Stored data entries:
================================

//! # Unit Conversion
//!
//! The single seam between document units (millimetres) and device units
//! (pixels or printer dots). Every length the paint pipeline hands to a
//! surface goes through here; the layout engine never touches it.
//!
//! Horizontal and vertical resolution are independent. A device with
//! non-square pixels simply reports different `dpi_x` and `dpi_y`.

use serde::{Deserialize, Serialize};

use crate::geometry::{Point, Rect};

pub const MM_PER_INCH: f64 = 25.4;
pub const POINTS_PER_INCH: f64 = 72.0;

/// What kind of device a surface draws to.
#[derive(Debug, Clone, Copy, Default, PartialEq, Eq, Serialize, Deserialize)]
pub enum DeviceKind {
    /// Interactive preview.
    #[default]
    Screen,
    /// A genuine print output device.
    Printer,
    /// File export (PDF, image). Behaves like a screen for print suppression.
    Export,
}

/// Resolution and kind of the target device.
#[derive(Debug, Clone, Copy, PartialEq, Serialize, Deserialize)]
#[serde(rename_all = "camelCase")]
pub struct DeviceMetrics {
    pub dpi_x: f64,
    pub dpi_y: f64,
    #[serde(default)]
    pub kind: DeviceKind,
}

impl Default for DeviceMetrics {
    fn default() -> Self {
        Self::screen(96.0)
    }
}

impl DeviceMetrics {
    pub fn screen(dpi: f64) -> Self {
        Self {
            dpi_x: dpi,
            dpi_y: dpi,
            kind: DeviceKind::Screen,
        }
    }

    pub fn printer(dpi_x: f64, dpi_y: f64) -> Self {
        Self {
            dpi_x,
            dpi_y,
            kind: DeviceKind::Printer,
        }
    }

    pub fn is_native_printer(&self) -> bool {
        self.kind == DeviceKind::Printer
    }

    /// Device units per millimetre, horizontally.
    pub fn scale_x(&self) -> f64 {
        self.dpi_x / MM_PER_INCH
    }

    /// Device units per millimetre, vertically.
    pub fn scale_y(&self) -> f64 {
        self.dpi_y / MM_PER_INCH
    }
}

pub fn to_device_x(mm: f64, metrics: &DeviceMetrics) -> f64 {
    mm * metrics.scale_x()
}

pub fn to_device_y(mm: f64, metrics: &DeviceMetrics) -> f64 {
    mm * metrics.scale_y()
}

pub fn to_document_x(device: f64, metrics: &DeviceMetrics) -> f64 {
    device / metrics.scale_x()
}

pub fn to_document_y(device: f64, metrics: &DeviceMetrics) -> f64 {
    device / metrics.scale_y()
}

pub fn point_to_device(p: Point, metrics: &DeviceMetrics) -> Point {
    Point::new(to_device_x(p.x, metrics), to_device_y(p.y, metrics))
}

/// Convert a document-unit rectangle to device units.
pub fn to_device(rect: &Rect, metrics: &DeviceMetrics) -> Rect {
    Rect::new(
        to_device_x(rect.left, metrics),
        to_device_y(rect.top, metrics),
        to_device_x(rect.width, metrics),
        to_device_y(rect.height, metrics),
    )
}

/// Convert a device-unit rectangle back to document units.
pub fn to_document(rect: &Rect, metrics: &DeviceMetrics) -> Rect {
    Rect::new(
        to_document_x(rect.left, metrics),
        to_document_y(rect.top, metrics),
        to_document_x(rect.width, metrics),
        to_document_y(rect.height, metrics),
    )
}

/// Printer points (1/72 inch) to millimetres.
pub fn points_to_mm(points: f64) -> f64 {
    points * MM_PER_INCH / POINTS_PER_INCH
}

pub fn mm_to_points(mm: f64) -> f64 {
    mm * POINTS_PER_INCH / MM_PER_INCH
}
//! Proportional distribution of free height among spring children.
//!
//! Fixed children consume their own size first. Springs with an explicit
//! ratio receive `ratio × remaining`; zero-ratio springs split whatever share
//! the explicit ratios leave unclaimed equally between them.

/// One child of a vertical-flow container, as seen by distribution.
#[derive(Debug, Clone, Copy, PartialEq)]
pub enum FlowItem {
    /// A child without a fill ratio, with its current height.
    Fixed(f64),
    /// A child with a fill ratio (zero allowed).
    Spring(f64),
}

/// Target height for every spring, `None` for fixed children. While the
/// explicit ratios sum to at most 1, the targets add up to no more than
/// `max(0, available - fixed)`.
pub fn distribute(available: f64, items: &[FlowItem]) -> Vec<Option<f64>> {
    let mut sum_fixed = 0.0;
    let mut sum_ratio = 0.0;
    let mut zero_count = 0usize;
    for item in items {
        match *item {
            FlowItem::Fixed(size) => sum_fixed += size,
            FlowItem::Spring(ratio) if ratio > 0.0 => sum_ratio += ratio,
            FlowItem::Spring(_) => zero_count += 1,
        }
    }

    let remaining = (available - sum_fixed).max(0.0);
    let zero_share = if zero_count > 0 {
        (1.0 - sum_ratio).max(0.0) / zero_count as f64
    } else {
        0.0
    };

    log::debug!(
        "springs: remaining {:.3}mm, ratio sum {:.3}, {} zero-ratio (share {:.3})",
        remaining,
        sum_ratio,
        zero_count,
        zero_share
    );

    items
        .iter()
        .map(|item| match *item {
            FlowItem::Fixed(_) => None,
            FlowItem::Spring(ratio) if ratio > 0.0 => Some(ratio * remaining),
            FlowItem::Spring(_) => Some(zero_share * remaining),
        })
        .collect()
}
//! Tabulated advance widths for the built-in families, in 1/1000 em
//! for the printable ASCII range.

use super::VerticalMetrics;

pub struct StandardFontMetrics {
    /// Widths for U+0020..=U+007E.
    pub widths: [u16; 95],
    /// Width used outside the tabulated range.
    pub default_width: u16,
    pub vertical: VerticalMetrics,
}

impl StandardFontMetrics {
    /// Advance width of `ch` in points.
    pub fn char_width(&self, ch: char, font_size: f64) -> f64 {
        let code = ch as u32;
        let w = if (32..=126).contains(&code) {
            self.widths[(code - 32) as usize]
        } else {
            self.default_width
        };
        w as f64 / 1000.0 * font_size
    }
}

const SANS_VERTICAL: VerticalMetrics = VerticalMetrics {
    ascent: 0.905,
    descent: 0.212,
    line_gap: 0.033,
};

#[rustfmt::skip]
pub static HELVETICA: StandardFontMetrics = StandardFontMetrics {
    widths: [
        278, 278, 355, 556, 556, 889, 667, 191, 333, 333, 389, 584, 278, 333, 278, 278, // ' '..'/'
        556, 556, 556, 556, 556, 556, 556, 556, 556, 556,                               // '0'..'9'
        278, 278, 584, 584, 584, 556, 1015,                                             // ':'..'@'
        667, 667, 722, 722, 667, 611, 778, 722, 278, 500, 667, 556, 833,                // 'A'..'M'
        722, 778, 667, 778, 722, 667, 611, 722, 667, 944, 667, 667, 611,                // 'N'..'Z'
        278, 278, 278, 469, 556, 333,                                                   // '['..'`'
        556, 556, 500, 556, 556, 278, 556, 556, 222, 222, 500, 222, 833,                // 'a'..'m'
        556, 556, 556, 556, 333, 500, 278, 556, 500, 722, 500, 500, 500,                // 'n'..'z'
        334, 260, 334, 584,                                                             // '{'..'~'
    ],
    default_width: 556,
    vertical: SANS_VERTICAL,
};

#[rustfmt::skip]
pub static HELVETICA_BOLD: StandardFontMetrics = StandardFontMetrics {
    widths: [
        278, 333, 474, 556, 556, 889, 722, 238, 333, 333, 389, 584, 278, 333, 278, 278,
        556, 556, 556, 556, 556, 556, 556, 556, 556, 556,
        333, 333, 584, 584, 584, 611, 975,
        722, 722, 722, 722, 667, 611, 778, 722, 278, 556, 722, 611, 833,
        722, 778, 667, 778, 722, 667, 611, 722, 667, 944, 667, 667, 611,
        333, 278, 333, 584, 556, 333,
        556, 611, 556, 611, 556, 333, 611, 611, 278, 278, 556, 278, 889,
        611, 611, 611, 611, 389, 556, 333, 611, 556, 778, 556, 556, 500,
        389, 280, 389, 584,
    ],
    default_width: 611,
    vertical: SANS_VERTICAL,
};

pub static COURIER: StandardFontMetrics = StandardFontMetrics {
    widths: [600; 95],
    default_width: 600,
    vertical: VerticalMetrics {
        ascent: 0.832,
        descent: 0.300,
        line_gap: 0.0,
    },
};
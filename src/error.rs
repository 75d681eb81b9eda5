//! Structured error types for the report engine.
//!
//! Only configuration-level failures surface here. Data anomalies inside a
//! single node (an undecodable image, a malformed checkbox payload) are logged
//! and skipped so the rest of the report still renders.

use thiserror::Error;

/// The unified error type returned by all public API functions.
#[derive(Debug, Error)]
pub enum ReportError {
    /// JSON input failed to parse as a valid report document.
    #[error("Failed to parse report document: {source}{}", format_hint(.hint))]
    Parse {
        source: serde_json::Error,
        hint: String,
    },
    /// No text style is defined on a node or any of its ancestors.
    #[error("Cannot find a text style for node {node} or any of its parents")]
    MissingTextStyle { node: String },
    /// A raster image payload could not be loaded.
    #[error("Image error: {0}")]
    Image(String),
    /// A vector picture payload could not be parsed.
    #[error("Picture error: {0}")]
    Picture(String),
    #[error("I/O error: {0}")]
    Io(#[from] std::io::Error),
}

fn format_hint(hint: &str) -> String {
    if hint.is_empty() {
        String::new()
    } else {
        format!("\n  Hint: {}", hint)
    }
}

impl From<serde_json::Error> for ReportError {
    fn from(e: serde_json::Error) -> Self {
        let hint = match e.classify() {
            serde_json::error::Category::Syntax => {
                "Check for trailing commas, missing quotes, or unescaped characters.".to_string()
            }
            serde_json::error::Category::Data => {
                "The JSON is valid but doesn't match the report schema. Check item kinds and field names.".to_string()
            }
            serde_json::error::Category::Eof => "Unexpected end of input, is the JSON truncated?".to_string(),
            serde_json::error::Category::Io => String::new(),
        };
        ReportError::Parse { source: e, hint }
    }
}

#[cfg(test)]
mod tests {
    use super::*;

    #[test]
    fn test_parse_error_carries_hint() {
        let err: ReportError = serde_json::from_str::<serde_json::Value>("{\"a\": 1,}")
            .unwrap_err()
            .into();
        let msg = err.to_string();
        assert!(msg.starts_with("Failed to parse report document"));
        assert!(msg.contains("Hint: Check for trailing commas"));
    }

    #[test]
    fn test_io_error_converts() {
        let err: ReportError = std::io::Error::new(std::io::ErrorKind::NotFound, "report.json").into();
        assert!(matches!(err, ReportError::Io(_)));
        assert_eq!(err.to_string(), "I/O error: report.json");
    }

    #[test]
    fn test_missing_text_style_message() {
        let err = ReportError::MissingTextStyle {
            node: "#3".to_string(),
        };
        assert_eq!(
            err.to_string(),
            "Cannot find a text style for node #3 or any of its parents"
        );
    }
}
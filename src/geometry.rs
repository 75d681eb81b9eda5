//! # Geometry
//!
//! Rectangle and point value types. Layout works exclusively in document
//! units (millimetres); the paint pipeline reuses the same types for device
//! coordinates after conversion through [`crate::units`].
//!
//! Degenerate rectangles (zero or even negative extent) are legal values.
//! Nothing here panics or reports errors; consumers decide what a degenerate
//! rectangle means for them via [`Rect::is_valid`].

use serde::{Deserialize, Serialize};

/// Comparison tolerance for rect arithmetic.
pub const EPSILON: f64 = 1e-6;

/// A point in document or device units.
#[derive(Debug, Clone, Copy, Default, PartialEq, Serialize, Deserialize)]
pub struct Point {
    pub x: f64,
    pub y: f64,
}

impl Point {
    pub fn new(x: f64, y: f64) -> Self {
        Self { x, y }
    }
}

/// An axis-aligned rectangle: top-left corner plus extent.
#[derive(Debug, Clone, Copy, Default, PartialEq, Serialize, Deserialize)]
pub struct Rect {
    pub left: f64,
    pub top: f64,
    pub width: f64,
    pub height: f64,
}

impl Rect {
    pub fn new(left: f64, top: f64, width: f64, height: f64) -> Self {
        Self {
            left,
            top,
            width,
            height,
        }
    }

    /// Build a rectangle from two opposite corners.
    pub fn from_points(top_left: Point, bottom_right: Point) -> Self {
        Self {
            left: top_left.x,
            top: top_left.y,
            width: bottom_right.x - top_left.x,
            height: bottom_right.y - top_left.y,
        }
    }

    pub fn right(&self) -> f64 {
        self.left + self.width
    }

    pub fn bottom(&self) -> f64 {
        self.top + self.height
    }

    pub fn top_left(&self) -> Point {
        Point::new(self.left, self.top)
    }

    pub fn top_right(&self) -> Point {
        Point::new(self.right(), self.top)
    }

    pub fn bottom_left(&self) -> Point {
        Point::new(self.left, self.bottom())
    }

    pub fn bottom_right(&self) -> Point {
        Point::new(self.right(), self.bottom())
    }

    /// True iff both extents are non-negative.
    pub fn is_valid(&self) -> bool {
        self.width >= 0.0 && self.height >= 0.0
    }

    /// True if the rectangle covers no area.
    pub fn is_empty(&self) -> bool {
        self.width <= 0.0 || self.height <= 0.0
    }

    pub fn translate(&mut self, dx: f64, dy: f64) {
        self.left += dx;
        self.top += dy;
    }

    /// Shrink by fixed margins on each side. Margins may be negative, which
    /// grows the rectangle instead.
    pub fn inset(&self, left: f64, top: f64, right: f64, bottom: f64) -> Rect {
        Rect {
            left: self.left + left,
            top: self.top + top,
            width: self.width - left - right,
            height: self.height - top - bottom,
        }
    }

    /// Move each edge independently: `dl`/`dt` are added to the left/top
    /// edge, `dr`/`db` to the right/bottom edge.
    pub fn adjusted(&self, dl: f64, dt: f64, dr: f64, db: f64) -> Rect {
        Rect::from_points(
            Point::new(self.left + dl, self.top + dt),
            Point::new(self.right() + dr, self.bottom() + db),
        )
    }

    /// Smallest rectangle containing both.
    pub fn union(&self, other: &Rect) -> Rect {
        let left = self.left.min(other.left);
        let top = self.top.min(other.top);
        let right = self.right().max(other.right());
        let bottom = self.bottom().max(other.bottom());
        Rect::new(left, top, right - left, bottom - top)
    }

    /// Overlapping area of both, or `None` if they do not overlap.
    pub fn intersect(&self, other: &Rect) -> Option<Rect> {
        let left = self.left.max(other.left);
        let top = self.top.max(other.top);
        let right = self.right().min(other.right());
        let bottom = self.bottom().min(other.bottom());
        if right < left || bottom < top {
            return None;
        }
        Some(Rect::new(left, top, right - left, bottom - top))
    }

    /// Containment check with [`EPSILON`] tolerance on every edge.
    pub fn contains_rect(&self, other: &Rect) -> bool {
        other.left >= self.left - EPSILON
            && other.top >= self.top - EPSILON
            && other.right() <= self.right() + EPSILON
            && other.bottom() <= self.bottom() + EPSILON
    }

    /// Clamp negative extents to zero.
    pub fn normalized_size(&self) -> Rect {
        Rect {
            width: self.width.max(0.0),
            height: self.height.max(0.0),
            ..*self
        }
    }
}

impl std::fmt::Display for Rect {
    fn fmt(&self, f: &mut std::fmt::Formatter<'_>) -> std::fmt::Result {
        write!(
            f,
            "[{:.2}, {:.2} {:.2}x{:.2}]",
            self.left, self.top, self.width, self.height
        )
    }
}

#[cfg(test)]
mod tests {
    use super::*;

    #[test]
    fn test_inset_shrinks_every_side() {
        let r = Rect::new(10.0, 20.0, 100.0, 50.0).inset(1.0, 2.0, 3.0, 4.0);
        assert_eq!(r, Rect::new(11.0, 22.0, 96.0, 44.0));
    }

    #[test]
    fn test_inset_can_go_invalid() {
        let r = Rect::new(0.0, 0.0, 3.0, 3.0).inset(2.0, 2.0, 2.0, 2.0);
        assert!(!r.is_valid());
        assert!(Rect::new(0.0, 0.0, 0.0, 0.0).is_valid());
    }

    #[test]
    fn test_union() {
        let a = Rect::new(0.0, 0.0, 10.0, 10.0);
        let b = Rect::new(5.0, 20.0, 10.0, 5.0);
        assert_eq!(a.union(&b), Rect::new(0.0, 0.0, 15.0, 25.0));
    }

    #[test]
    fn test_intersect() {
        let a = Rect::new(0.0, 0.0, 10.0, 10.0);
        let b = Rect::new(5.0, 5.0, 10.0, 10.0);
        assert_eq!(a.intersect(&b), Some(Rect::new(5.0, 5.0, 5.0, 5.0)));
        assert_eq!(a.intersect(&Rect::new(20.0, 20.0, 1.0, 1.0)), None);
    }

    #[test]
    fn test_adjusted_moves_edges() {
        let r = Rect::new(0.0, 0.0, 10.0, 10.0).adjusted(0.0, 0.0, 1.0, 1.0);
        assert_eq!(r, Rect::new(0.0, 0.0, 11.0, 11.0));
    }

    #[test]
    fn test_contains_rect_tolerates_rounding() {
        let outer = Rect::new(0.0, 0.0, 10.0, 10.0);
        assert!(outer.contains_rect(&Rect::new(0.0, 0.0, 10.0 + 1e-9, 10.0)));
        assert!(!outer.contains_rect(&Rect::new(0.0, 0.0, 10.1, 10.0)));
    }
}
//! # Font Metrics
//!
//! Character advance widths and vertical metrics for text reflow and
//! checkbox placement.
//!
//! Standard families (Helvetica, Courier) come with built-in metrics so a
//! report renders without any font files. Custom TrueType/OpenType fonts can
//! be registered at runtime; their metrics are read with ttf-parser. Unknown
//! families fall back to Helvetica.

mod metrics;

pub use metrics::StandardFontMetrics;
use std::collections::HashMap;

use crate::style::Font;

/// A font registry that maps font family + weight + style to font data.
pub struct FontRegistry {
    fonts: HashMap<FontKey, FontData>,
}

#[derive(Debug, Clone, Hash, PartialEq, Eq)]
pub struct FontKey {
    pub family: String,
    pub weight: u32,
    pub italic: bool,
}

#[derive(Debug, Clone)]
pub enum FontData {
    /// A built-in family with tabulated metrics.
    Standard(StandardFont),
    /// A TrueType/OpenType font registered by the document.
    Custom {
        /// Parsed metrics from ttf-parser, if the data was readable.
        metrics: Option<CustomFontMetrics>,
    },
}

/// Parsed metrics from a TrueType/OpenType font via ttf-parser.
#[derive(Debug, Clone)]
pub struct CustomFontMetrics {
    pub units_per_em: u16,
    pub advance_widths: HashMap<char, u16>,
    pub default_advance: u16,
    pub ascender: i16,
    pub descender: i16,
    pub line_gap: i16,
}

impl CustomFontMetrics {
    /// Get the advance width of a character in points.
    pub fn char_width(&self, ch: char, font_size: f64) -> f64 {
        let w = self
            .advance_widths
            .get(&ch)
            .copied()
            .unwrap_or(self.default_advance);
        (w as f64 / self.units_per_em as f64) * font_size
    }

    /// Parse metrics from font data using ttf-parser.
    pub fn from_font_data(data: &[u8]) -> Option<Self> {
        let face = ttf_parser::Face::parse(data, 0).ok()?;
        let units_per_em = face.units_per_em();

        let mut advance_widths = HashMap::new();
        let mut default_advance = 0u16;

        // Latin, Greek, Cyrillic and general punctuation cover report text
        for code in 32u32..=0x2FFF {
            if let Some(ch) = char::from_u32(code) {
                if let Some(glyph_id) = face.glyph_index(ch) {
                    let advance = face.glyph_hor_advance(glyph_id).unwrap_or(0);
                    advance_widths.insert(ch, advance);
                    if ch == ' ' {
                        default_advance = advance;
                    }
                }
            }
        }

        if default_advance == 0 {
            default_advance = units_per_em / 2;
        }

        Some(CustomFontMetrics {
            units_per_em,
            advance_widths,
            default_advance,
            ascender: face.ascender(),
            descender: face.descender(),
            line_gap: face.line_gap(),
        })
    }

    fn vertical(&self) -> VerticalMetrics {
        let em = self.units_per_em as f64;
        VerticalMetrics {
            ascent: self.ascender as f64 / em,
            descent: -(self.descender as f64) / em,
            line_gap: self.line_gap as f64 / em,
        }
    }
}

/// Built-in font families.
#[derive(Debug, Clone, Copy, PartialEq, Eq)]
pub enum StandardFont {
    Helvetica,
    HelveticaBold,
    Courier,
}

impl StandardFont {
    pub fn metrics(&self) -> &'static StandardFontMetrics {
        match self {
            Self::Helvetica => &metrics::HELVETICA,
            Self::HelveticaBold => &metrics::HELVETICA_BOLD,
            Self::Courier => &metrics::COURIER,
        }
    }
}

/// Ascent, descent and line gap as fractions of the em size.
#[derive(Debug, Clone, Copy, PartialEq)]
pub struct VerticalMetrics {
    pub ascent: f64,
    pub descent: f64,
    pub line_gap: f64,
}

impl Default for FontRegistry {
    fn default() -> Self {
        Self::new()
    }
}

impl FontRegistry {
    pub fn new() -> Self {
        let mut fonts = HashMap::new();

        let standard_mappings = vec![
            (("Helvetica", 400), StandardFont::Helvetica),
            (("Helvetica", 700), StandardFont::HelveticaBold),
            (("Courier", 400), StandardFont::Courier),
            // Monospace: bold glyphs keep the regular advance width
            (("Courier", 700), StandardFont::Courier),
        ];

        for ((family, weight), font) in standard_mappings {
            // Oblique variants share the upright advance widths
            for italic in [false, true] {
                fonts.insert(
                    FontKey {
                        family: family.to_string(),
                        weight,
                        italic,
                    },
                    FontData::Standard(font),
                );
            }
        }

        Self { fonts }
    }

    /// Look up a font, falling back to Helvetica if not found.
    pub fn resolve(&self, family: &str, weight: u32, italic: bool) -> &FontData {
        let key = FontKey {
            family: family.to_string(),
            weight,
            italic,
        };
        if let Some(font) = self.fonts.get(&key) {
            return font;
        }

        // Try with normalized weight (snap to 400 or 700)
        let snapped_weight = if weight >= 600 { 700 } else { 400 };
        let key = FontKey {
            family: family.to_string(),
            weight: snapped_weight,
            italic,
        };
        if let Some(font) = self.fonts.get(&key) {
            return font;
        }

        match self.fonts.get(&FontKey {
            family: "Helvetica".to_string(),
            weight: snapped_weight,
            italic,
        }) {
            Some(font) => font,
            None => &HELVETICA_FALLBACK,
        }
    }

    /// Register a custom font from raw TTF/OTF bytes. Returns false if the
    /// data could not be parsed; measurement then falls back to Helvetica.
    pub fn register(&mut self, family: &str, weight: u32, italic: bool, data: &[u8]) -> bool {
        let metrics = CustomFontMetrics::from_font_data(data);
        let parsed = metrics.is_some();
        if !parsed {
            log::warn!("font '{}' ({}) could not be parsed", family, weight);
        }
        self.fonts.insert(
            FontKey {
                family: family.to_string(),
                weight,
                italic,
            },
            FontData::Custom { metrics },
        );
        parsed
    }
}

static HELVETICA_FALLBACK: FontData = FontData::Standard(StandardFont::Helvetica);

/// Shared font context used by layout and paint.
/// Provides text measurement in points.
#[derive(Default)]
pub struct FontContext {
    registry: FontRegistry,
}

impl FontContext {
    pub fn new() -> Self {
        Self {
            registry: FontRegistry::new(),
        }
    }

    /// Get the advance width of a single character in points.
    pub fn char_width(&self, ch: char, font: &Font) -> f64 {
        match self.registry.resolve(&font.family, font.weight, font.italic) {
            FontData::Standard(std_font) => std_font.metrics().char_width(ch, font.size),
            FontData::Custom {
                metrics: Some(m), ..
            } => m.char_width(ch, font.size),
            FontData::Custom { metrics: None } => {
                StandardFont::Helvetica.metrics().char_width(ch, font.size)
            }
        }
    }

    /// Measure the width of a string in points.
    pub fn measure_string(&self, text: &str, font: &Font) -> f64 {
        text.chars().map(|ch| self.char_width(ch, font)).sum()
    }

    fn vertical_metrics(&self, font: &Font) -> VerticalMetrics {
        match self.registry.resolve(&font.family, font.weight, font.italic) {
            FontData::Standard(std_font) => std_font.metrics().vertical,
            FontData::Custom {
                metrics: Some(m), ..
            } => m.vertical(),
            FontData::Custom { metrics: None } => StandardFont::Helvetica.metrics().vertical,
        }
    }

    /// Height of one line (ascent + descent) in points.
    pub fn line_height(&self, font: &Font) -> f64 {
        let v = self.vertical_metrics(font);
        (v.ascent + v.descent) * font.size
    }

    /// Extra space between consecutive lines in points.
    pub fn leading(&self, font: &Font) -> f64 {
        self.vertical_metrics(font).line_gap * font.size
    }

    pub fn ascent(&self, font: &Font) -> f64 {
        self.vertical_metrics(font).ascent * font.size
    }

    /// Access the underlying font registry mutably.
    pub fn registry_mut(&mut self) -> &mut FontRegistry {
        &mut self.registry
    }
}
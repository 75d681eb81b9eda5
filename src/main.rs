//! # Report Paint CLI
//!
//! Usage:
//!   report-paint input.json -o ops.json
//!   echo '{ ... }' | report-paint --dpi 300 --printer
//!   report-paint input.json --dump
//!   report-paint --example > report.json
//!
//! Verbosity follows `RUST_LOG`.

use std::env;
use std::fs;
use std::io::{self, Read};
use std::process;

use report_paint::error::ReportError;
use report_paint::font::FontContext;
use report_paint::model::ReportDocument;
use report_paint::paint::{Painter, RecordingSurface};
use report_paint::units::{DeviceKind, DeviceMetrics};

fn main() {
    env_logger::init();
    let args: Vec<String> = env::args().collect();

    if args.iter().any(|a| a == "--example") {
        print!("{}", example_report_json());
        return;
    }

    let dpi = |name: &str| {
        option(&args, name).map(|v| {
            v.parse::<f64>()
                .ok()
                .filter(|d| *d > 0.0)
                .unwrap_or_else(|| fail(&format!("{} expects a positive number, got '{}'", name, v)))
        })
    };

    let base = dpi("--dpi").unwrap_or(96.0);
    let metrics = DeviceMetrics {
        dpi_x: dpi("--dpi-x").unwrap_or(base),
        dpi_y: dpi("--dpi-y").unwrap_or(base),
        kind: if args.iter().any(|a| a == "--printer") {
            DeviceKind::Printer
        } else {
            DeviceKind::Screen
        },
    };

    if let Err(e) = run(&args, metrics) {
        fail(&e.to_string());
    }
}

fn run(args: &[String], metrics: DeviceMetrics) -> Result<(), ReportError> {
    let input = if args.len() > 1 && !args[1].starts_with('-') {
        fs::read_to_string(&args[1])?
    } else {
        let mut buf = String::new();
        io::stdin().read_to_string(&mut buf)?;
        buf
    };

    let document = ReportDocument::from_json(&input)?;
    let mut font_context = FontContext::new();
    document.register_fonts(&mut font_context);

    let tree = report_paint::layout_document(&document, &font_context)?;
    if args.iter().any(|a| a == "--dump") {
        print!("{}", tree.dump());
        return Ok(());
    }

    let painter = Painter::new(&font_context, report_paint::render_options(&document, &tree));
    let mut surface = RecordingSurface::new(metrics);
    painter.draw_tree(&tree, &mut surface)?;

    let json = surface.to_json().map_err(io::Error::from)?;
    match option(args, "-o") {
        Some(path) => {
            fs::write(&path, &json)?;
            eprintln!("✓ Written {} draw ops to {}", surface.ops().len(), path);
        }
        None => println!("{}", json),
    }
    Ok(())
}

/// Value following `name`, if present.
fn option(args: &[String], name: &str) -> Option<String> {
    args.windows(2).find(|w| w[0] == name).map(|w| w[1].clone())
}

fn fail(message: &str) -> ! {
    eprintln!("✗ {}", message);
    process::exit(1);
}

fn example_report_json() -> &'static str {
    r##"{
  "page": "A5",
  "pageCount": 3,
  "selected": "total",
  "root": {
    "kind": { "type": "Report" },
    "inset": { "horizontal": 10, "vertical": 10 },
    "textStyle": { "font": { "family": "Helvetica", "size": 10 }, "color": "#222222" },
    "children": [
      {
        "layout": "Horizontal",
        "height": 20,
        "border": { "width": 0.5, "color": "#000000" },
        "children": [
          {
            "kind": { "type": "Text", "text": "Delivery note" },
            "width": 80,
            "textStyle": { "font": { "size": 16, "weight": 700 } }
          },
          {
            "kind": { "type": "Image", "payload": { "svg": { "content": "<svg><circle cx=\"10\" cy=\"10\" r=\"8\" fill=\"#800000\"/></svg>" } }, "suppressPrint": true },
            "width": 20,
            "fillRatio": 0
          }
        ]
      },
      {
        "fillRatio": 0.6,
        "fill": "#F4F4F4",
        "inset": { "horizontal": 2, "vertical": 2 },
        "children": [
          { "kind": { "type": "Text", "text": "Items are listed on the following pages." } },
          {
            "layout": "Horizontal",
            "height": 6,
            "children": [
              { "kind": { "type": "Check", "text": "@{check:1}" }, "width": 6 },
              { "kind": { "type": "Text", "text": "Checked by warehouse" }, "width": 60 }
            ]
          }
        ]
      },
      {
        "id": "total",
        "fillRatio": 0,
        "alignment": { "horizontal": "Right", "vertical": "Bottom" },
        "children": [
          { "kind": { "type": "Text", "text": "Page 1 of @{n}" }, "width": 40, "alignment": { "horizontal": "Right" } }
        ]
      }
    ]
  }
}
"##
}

================================

In the data above, retype exactly and only the lines between the one holding "pub fn leading(&self, font: &Font)" and the one holding "use report_paint::model::ReportDocument;", inclusive.

WORKED SOLUTION:
    pub fn leading(&self, font: &Font) -> f64 {
        self.vertical_metrics(font).line_gap * font.size
    }

    pub fn ascent(&self, font: &Font) -> f64 {
        self.vertical_metrics(font).ascent * font.size
    }

    /// Access the underlying font registry mutably.
    pub fn registry_mut(&mut self) -> &mut FontRegistry {
        &mut self.registry
    }
}
repository 75d681eb81b9eda5
filename src/main.rs
//! # Report Paint CLI
//!
//! Usage:
//!   report-paint input.json -o ops.json
//!   echo '{ ... }' | report-paint --dpi 300 --printer
//!   report-paint input.json --dump
//!   report-paint --example > report.json
//!
//! Verbosity follows `RUST_LOG`.

use std::env;
use std::fs;
use std::io::{self, Read};
use std::process;

use report_paint::error::ReportError;
use report_paint::font::FontContext;
use report_paint::model::ReportDocument;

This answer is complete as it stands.